▶ _Exercise_
Look through the data below and extract, unchanged, the lines from the one that contains "filename crates/engine/src/platforms/mod.rs" to the one that contains "pub(crate) const USER_AGENT: &str", both included.

▶ _Exercise inputs_
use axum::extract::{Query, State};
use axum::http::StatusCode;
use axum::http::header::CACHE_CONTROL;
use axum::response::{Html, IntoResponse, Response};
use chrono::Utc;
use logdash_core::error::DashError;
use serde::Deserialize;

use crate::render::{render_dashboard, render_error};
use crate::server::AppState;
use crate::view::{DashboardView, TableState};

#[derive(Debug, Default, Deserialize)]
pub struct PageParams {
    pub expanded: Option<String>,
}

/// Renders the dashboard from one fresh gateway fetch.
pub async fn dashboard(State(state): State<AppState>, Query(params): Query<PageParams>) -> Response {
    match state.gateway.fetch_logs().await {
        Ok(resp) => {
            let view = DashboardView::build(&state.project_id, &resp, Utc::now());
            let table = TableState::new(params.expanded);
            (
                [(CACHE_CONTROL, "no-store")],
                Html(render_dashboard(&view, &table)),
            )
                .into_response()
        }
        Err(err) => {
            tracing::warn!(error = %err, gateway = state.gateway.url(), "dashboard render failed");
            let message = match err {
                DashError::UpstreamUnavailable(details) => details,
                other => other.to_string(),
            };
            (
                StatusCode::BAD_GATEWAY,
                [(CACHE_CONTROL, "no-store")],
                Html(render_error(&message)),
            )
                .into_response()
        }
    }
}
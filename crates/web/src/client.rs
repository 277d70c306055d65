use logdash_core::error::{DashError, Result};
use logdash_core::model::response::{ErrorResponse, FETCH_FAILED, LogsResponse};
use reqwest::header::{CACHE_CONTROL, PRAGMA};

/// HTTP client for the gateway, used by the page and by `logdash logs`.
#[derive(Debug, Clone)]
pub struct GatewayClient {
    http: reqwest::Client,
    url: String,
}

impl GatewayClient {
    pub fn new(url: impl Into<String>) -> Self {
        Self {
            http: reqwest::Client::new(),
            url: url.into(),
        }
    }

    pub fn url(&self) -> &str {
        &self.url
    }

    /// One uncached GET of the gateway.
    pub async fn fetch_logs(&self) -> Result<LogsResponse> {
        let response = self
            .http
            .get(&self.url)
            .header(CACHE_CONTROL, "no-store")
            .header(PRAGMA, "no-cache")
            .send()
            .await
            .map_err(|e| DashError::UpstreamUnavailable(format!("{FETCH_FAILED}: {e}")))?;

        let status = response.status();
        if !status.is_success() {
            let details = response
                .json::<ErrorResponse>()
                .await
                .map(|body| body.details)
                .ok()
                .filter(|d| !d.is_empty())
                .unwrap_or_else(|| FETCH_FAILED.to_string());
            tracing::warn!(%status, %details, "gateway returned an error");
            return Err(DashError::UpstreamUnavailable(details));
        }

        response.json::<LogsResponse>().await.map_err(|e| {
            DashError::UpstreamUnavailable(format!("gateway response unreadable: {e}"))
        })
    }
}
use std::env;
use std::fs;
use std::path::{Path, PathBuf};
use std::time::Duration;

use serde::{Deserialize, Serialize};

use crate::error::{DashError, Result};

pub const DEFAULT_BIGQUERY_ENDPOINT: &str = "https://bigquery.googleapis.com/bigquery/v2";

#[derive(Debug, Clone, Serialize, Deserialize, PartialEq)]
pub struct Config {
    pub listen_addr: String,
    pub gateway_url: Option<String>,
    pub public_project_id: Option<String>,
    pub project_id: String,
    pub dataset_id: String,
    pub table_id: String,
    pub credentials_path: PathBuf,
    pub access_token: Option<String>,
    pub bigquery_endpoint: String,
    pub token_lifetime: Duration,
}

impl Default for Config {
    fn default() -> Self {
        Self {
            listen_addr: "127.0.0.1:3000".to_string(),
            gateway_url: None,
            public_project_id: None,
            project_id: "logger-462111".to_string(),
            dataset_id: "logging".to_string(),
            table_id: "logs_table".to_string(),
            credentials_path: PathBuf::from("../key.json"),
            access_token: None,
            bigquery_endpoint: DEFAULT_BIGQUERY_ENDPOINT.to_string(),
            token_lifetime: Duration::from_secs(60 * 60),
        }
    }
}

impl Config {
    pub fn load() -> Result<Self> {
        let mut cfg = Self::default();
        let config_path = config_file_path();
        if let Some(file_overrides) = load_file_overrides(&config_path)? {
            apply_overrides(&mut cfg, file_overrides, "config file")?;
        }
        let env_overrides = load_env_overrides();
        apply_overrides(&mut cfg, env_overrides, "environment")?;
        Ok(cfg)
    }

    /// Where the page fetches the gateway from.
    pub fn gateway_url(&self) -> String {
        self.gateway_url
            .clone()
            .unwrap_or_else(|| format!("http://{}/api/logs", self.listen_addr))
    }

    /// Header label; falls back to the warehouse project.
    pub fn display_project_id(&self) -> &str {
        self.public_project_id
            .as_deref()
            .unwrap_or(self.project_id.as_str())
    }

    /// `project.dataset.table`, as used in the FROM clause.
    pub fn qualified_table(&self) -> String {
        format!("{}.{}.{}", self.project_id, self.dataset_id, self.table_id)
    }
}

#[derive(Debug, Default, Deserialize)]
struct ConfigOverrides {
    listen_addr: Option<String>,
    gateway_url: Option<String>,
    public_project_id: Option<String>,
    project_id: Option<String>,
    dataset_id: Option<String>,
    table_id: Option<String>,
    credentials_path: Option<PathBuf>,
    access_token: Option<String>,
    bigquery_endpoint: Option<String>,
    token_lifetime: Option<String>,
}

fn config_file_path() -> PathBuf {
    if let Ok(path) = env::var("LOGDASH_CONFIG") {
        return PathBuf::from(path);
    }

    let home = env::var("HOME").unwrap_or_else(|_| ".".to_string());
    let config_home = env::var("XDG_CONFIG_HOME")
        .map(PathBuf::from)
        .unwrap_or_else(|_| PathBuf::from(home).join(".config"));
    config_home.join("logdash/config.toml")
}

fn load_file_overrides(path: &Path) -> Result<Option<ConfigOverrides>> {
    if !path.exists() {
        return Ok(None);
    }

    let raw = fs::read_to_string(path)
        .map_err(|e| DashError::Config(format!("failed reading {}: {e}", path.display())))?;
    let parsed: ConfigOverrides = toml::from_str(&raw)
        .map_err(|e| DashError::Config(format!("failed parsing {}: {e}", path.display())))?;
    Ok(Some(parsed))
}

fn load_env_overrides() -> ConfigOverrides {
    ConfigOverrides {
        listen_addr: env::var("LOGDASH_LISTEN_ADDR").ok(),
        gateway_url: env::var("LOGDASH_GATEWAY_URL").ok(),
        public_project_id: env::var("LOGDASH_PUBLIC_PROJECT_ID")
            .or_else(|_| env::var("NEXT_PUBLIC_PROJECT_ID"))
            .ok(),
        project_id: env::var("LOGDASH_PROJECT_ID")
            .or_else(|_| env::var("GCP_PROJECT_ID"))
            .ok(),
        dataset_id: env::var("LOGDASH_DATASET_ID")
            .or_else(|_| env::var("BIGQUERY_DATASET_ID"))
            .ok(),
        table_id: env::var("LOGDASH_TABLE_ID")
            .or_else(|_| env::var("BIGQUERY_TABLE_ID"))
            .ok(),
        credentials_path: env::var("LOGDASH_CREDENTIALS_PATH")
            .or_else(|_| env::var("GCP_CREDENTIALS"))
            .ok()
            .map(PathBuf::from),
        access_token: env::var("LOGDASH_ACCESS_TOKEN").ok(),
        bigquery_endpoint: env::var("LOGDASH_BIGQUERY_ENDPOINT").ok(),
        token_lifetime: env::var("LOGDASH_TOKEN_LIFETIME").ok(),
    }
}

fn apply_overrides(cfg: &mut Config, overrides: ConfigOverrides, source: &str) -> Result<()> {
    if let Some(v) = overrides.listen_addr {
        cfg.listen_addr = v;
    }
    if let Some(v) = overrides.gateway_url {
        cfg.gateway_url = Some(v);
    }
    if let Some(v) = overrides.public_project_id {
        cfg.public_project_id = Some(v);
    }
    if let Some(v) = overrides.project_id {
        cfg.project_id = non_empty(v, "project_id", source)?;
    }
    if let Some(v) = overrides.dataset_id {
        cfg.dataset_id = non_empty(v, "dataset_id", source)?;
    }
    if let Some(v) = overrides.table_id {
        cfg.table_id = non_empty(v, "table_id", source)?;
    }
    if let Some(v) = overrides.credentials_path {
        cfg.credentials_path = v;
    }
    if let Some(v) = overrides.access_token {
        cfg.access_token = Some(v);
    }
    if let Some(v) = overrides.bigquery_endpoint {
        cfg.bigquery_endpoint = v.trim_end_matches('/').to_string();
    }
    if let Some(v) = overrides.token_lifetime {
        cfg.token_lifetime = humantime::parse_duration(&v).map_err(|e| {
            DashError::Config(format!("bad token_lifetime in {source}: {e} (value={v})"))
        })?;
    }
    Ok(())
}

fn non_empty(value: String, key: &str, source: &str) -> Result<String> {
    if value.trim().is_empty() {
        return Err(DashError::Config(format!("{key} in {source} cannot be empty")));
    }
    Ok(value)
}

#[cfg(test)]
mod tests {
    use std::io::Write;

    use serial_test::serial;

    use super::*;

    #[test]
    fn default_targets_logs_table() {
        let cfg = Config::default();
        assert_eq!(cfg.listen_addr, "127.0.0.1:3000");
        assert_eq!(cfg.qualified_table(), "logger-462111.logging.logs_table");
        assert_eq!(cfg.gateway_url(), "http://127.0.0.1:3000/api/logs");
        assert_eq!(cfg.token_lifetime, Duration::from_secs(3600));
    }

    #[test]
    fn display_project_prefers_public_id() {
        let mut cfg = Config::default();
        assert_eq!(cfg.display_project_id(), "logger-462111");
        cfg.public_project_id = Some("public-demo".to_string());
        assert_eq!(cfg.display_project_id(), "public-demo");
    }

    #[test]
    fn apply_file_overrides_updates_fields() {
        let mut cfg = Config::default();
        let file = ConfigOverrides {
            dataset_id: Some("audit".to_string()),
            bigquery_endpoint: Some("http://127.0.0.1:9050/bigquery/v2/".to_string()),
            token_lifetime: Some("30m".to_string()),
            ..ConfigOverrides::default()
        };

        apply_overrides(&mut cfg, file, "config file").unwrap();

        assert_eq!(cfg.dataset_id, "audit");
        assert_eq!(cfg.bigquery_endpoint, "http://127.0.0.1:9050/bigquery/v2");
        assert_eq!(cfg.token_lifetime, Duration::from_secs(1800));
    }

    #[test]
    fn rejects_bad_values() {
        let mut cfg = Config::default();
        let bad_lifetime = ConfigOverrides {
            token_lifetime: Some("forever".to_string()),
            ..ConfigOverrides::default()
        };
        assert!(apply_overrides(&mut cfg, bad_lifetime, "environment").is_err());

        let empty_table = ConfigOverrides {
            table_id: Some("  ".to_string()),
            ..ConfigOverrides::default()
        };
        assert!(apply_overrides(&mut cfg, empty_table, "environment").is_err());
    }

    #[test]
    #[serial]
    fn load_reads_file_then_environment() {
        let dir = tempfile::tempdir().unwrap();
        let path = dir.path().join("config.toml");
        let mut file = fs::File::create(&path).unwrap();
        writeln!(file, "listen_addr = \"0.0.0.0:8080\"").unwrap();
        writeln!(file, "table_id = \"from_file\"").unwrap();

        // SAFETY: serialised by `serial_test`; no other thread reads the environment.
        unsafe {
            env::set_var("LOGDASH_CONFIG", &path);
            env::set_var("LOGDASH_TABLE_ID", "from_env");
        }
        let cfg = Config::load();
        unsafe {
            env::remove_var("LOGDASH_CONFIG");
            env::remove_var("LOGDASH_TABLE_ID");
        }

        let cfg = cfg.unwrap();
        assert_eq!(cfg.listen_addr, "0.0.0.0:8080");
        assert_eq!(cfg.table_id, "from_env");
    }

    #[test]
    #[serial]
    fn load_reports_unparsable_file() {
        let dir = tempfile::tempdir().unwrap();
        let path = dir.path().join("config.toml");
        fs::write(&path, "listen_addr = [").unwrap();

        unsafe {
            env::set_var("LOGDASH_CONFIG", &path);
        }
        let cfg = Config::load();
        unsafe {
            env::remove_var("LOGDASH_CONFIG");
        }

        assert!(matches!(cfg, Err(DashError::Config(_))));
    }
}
* * *
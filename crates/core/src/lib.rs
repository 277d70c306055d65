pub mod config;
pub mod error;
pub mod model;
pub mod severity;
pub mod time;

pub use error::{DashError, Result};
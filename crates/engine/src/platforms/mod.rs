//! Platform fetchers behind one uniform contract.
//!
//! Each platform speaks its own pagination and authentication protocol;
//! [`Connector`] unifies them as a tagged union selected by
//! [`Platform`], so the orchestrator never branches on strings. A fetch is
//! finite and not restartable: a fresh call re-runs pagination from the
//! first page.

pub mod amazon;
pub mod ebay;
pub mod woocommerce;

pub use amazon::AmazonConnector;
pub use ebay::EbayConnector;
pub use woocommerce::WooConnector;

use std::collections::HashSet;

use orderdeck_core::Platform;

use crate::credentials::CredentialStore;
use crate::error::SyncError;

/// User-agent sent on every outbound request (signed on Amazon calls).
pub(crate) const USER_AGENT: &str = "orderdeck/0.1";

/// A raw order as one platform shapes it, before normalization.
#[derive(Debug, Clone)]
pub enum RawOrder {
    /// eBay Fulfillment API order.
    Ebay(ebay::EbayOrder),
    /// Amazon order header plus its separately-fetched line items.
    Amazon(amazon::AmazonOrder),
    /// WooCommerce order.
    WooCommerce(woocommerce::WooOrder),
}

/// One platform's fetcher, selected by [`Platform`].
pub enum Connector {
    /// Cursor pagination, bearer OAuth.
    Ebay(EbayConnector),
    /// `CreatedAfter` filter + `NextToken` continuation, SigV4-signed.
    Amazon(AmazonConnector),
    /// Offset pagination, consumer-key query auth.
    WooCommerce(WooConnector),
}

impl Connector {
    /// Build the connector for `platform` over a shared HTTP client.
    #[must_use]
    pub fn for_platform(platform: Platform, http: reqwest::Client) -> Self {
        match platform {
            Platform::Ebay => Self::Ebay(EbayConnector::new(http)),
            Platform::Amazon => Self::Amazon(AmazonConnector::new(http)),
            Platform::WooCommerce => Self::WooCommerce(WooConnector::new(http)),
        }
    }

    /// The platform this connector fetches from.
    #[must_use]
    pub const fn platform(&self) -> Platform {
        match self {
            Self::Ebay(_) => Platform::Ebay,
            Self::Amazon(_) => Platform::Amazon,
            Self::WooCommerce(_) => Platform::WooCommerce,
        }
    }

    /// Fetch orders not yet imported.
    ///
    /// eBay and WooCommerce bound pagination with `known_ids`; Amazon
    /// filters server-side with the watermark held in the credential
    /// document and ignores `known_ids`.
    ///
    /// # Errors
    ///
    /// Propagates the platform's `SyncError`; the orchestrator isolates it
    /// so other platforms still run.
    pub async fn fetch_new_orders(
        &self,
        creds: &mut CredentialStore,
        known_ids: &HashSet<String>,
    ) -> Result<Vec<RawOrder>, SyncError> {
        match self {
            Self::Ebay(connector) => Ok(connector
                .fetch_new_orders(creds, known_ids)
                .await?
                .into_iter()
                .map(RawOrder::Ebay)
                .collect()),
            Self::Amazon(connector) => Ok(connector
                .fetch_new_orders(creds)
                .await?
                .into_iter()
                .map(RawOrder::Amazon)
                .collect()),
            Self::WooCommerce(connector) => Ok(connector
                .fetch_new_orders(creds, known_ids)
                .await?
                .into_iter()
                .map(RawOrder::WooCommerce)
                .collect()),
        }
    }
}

▶ _Result of this exercise_
filename crates/engine/src/platforms/mod.rs
//! Platform fetchers behind one uniform contract.
//!
//! Each platform speaks its own pagination and authentication protocol;
//! [`Connector`] unifies them as a tagged union selected by
//! [`Platform`], so the orchestrator never branches on strings. A fetch is
//! finite and not restartable: a fresh call re-runs pagination from the
//! first page.

pub mod amazon;
pub mod ebay;
pub mod woocommerce;

pub use amazon::AmazonConnector;
pub use ebay::EbayConnector;
pub use woocommerce::WooConnector;

use std::collections::HashSet;

use orderdeck_core::Platform;

use crate::credentials::CredentialStore;
use crate::error::SyncError;

/// User-agent sent on every outbound request (signed on Amazon calls).
pub(crate) const USER_AGENT: &str = "orderdeck/0.1";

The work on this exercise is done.